Mais alors, si le mouvement n’est en fait pas aussi fort, pas aussi dangereux pour le sommet des riches, pourquoi assistons-nous à cette succession d’arrestations et d’intimidations ? De notre point de vue, c’est la situation sociale dans son ensemble qui est désormais tellement faible qu’elle ne permet pas de courir le moindre risque. L’édifice est encore debout dans toute sa monumentale majesté, mais ses fondations sont pourries et les craquements se font de plus en plus bruyants. Nous ne sommes pas plus réprimés parce que nous sommes plus forts, décidément non, mais parce qu’eux sont plus faibles. Soyons clairs, nous ne disons pas que cet ordre social ne serait pas en mesure d’imposer son vouloir, qu’il serait vulnérable militairement ou d’autres choses. Seulement qu’il avance plus par mouvement d’inertie que par une action propulsive, en s’appuyant plus sur une résignation passive que sur un consensus actif, dans un contexte totalement déchiré qui ne garantit plus aucune stabilité durable. En somme, la précarité est également en train d’affliger la domination. Consciente de sa faiblesse, elle est obligée de crier fort et d’intimider ses ennemis, qu’ils soient vrais ou présumés : elle le fait maintenant parce qu’elle peut encore se le permettre. Ceci l’amène aussi à exagérer tous les événements pour créer l’inquiétude capable de justifier publiquement des mesures autrement improposables, mais aussi pour provoquer cette panique qui nécessité une dose de sécurité capable de l’encourager.

Comme nous l’avons déjà dit, ce grognement des chiens de garde du pouvoir inspire certes la peur, mais révèle aussi une certaine fragilité. Ceci devrait nous faire réfléchir quant aux possibilités qui s’ouvrent à nous, sur la manière de contourner les bulldogs pour étendre nos mains sur ce qu’ils protègent. A l’inverse, il semble que leurs aboiements soient devenus obsessionnels pour beaucoup de compagnons, faisant que certains s’occupent exclusivement de soigner leurs blessures infectées par ces morsures, et que d’autres les défient pour le seul plaisir de l’affrontement ou parce qu’incapables de voir plus loin. Nous voulons faire observer comment, dans ces deux cas, un glissement de nos objectifs, et donc aussi de nos pratiques, a lieu, comment notre fin change, puisque de la lutte contre l’existant on passe à la lutte contre les forces qui le défendent. C’est la même chose ? Non, ça ne l’est pas, à moins de confondre cause et effet. Combattre et se défendre contre les forces de police ne signifie pas en soi subvertir les rapports sociaux de domination. Et dans une période où les rapports sociaux sont particulièrement instables, c’est là qu’il faut porter notre attention, notre critique théorique et pratique, en évitant le plus possible d’être poussé uniquement par un réflexe conditionné provoqué par la répression. Parce que, sinon, on finit par abandonner le terrain fertile mais inconnu des conflits sociaux pour rester dans celui, stérile mais connu, de l’opposition entre nous et eux, entre compagnons et flics, dans un affrontement riche en spectateurs mais pauvre en complices.

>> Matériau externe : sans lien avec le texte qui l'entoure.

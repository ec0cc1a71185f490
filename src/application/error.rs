//! 应用层错误定义
//!
//! 统一的命令处理错误类型

use thiserror::Error;

use crate::application::ports::{AttemptError, AuthGatewayError};
use crate::domain::login::LoginFlowError;

/// 应用层错误
#[derive(Debug, Error)]
pub enum ApplicationError {
    /// attempt id 未知或已被清理
    #[error("Login attempt not found: {0}")]
    UnknownAttempt(String),

    /// 输入校验错误
    #[error("Validation error: {0}")]
    ValidationError(String),

    /// 阶段机不允许该操作
    #[error("Invalid state: {0}")]
    InvalidState(String),

    /// 验证码 / 密码被拒绝
    #[error("{0}")]
    CodeRejected(String),

    /// 重发仍在冷却期
    #[error("重发冷却中，请 {0} 秒后再试")]
    ResendNotReady(i64),

    /// 无法连接外部平台
    #[error("Telegram unreachable: {0}")]
    GatewayUnavailable(String),

    /// 外部平台拒绝 / SDK 报错
    #[error("External service error: {0}")]
    ExternalServiceError(String),

    /// 内部错误
    #[error("Internal error: {0}")]
    InternalError(String),
}

impl ApplicationError {
    pub fn validation(message: impl Into<String>) -> Self {
        Self::ValidationError(message.into())
    }

    pub fn invalid_state(message: impl Into<String>) -> Self {
        Self::InvalidState(message.into())
    }

    pub fn internal(message: impl Into<String>) -> Self {
        Self::InternalError(message.into())
    }
}

impl From<LoginFlowError> for ApplicationError {
    fn from(err: LoginFlowError) -> Self {
        match err {
            LoginFlowError::InvalidPhone(_) => Self::ValidationError(err.to_string()),
            LoginFlowError::ResendNotReady(secs) => Self::ResendNotReady(secs),
            LoginFlowError::WrongStage(_) => Self::InvalidState(err.to_string()),
        }
    }
}

impl From<AttemptError> for ApplicationError {
    fn from(err: AttemptError) -> Self {
        match err {
            AttemptError::NotFound(id) => Self::UnknownAttempt(id),
            AttemptError::AlreadyExists(_) => Self::InternalError(err.to_string()),
        }
    }
}

impl From<AuthGatewayError> for ApplicationError {
    fn from(err: AuthGatewayError) -> Self {
        match err {
            AuthGatewayError::Connect(msg) => Self::GatewayUnavailable(msg),
            AuthGatewayError::InvalidCode => Self::CodeRejected("验证码错误或已过期".to_string()),
            AuthGatewayError::InvalidPassword(msg) => Self::CodeRejected(msg),
            AuthGatewayError::NoPendingAuth(id) => Self::UnknownAttempt(id),
            AuthGatewayError::Rejected(msg) => Self::ExternalServiceError(msg),
            AuthGatewayError::Sdk(msg) => Self::ExternalServiceError(msg),
        }
    }
}
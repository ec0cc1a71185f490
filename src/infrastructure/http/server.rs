//! HTTP Server
//!
//! Axum HTTP 服务器启动和配置

use std::sync::Arc;

use axum::extract::DefaultBodyLimit;
use axum::middleware;
use axum::Router;
use tokio::net::TcpListener;
use tower_http::trace::TraceLayer;
use tracing::info;

use super::middleware::error_logging_middleware;
use super::routes::create_routes;
use super::state::AppState;

/// 服务器配置
#[derive(Debug, Clone)]
pub struct ServerConfig {
    pub host: String,
    pub port: u16,
}

impl Default for ServerConfig {
    fn default() -> Self {
        Self {
            host: "0.0.0.0".to_string(),
            port: 8080,
        }
    }
}

impl ServerConfig {
    pub fn new(host: impl Into<String>, port: u16) -> Self {
        Self {
            host: host.into(),
            port,
        }
    }

    pub fn addr(&self) -> String {
        format!("{}:{}", self.host, self.port)
    }
}

/// HTTP 服务器
pub struct HttpServer {
    config: ServerConfig,
    state: Arc<AppState>,
}

impl HttpServer {
    /// 创建新的 HTTP 服务器
    pub fn new(config: ServerConfig, state: AppState) -> Self {
        Self {
            config,
            state: Arc::new(state),
        }
    }

    /// 创建带默认配置的服务器
    pub fn with_default_config(state: AppState) -> Self {
        Self::new(ServerConfig::default(), state)
    }

    /// 构建 Router
    fn build_router(&self) -> Router {
        // 只接收小表单，请求体限制 16KB
        create_routes()
            .layer(DefaultBodyLimit::max(16 * 1024))
            .layer(middleware::from_fn(error_logging_middleware))
            .layer(TraceLayer::new_for_http())
            .with_state(self.state.clone())
    }

    /// 启动服务器
    pub async fn run(self) -> Result<(), std::io::Error> {
        let router = self.build_router();
        let addr = self.config.addr();

        info!("Starting HTTP server on {}", addr);

        let listener = TcpListener::bind(&addr).await?;
        axum::serve(listener, router).await?;

        Ok(())
    }

    /// 启动服务器（带优雅关闭）
    pub async fn run_with_shutdown<F>(self, shutdown_signal: F) -> Result<(), std::io::Error>
    where
        F: std::future::Future<Output = ()> + Send + 'static,
    {
        let router = self.build_router();
        let addr = self.config.addr();

        info!("Starting HTTP server on {} (with graceful shutdown)", addr);

        let listener = TcpListener::bind(&addr).await?;
        axum::serve(listener, router)
            .with_graceful_shutdown(shutdown_signal)
            .await?;

        Ok(())
    }
}
//! Login Context - Value Objects

use serde::{Deserialize, Serialize};

use super::LoginFlowError;

/// 国际格式手机号（E.164，`+` 开头）
///
/// 不变量:
/// - 以 `+` 开头
/// - 其余为 7~15 位数字（空格 / 连字符在构造时剔除）
#[derive(Debug, Clone, PartialEq, Eq, Serialize, Deserialize)]
pub struct PhoneNumber(String);

impl PhoneNumber {
    pub fn new(raw: impl Into<String>) -> Result<Self, LoginFlowError> {
        let raw = raw.into();
        let cleaned: String = raw
            .chars()
            .filter(|c| !c.is_whitespace() && *c != '-')
            .collect();

        let Some(digits) = cleaned.strip_prefix('+') else {
            return Err(LoginFlowError::InvalidPhone(raw));
        };
        if digits.is_empty() || !digits.chars().all(|c| c.is_ascii_digit()) {
            return Err(LoginFlowError::InvalidPhone(raw));
        }
        if !(7..=15).contains(&digits.len()) {
            return Err(LoginFlowError::InvalidPhone(raw));
        }

        Ok(Self(cleaned))
    }

    pub fn as_str(&self) -> &str {
        &self.0
    }

    /// 日志用打点形式，只保留国家码附近和末两位
    pub fn masked(&self) -> String {
        let s = &self.0;
        if s.len() <= 6 {
            return "+***".to_string();
        }
        format!("{}***{}", &s[..4], &s[s.len() - 2..])
    }
}

impl std::fmt::Display for PhoneNumber {
    fn fmt(&self, f: &mut std::fmt::Formatter<'_>) -> std::fmt::Result {
        write!(f, "{}", self.0)
    }
}
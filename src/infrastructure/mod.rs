//! Infrastructure Layer - 基础设施层
//!
//! 提供所有端口的具体实现

pub mod http;
pub mod memory;
pub mod telegram;

pub use memory::InMemoryAttemptStore;
pub use telegram::{GrammersGateway, GrammersGatewayConfig, MockAuthGateway, MockGatewayConfig};
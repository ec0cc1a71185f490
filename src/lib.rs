//! Telesession - Telegram 会话凭据生成服务
//!
//! 架构设计: DDD + Hexagonal Architecture
//!
//! 领域层 (domain/):
//! - Login Context: 登录尝试阶段机与手机号值对象
//!
//! 应用层 (application/):
//! - Ports: 端口定义（AuthGateway, AttemptStore）
//! - Commands: 登录流程命令处理器
//!
//! 基础设施层 (infrastructure/):
//! - HTTP: 服务端渲染页面 + QR 轮询 JSON 端点
//! - Memory: AttemptStore 内存实现
//! - Telegram: grammers 网关 + 测试用 mock 网关

pub mod application;
pub mod config;
pub mod domain;
pub mod infrastructure;

pub use config::{load_config, AppConfig};
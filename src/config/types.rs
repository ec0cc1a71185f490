//! Configuration Types
//!
//! 定义所有配置结构体

use serde::Deserialize;

/// 应用主配置
#[derive(Debug, Clone, Deserialize)]
pub struct AppConfig {
    /// 服务器配置
    #[serde(default)]
    pub server: ServerConfig,

    /// Telegram API 凭据
    #[serde(default)]
    pub telegram: TelegramConfig,

    /// 登录流程配置
    #[serde(default)]
    pub login: LoginConfig,

    /// 日志配置
    #[serde(default)]
    pub log: LogConfig,
}

impl Default for AppConfig {
    fn default() -> Self {
        Self {
            server: ServerConfig::default(),
            telegram: TelegramConfig::default(),
            login: LoginConfig::default(),
            log: LogConfig::default(),
        }
    }
}

/// 服务器配置
#[derive(Debug, Clone, Deserialize)]
pub struct ServerConfig {
    /// 监听地址
    #[serde(default = "default_host")]
    pub host: String,

    /// 监听端口
    #[serde(default = "default_port")]
    pub port: u16,
}

fn default_host() -> String {
    "0.0.0.0".to_string()
}

fn default_port() -> u16 {
    8080
}

impl Default for ServerConfig {
    fn default() -> Self {
        Self {
            host: default_host(),
            port: default_port(),
        }
    }
}

impl ServerConfig {
    /// 获取服务器地址
    pub fn addr(&self) -> String {
        format!("{}:{}", self.host, self.port)
    }
}

/// Telegram API 凭据（my.telegram.org 申请）
#[derive(Debug, Clone, Deserialize)]
pub struct TelegramConfig {
    /// api_id
    #[serde(default)]
    pub api_id: i32,

    /// api_hash
    #[serde(default)]
    pub api_hash: String,
}

impl Default for TelegramConfig {
    fn default() -> Self {
        Self {
            api_id: 0,
            api_hash: String::new(),
        }
    }
}

/// 登录流程配置
#[derive(Debug, Clone, Deserialize)]
pub struct LoginConfig {
    /// 验证码重发冷却（秒），平台未报告超时时生效
    #[serde(default = "default_resend_cooldown")]
    pub resend_cooldown_secs: i64,

    /// attempt 空闲多久后被清理（秒）
    #[serde(default = "default_attempt_ttl")]
    pub attempt_ttl_secs: i64,

    /// 过期清理的扫描间隔（秒）
    #[serde(default = "default_sweep_interval")]
    pub sweep_interval_secs: u64,

    /// 单次 SDK 调用超时（秒）
    #[serde(default = "default_request_timeout")]
    pub request_timeout_secs: u64,

    /// QR 页面的轮询间隔（秒）
    #[serde(default = "default_qr_poll_interval")]
    pub qr_poll_interval_secs: u64,
}

fn default_resend_cooldown() -> i64 {
    60
}

fn default_attempt_ttl() -> i64 {
    600
}

fn default_sweep_interval() -> u64 {
    60
}

fn default_request_timeout() -> u64 {
    30
}

fn default_qr_poll_interval() -> u64 {
    2
}

impl Default for LoginConfig {
    fn default() -> Self {
        Self {
            resend_cooldown_secs: default_resend_cooldown(),
            attempt_ttl_secs: default_attempt_ttl(),
            sweep_interval_secs: default_sweep_interval(),
            request_timeout_secs: default_request_timeout(),
            qr_poll_interval_secs: default_qr_poll_interval(),
        }
    }
}

/// 日志配置
#[derive(Debug, Clone, Deserialize)]
pub struct LogConfig {
    /// 日志级别
    #[serde(default = "default_log_level")]
    pub level: String,

    /// 是否启用 JSON 格式
    #[serde(default)]
    pub json: bool,
}

fn default_log_level() -> String {
    "info".to_string()
}

impl Default for LogConfig {
    fn default() -> Self {
        Self {
            level: default_log_level(),
            json: false,
        }
    }
}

Désormais, par le simple fait d’enquêter et d’incarcérer, l’Etat réussit souvent à donner à qui est réprimé l’illusion d’être de ce fait dangereux, d’être déjà en train de faire quelque chose de concret. Il nous donne à tous l’illusion mortelle d’être forts, que notre agitation est significative, là où en réalité nous sommes très faibles (bien que nuisibles pour la domination). De cette manière, nous pouvons nous dire satisfaits de notre activité, si limitée soit-elle, sans nous demander comment la perfectionner, en repoussant tous les débats critiques, souvent perçus comme une perte de temps. En outre, comme on le sait bien, la répression pousse le mouvement à la défensive, nous pousse tous à nous occuper des camarades arrêtés, des avocats à trouver, du fric à ramasser, des manifestations devant les prisons à organiser, des audiences auxquelles participer. Même ceux qui ont recours à des pratiques de protestation plus extrêmes, comme l’envoi de colis piégés, n’échappent pas à cette logique : l’Etat contre le mouvement, le mouvement contre l’Etat, dans une suite frénétique d’arrestations puis de protestations contre les arrestations qui portent à de nouvelles arrestations qui portent à de nouvelles arrestations… Oui, nous sommes tous réprimés. Mais pouvons-nous dire pour cela que nous sommes dangereux ? Ou bien que toute cette répression qui s’abat sur le mouvement n’est rien d’autre qu’une manière de nous empêcher de le devenir vraiment ?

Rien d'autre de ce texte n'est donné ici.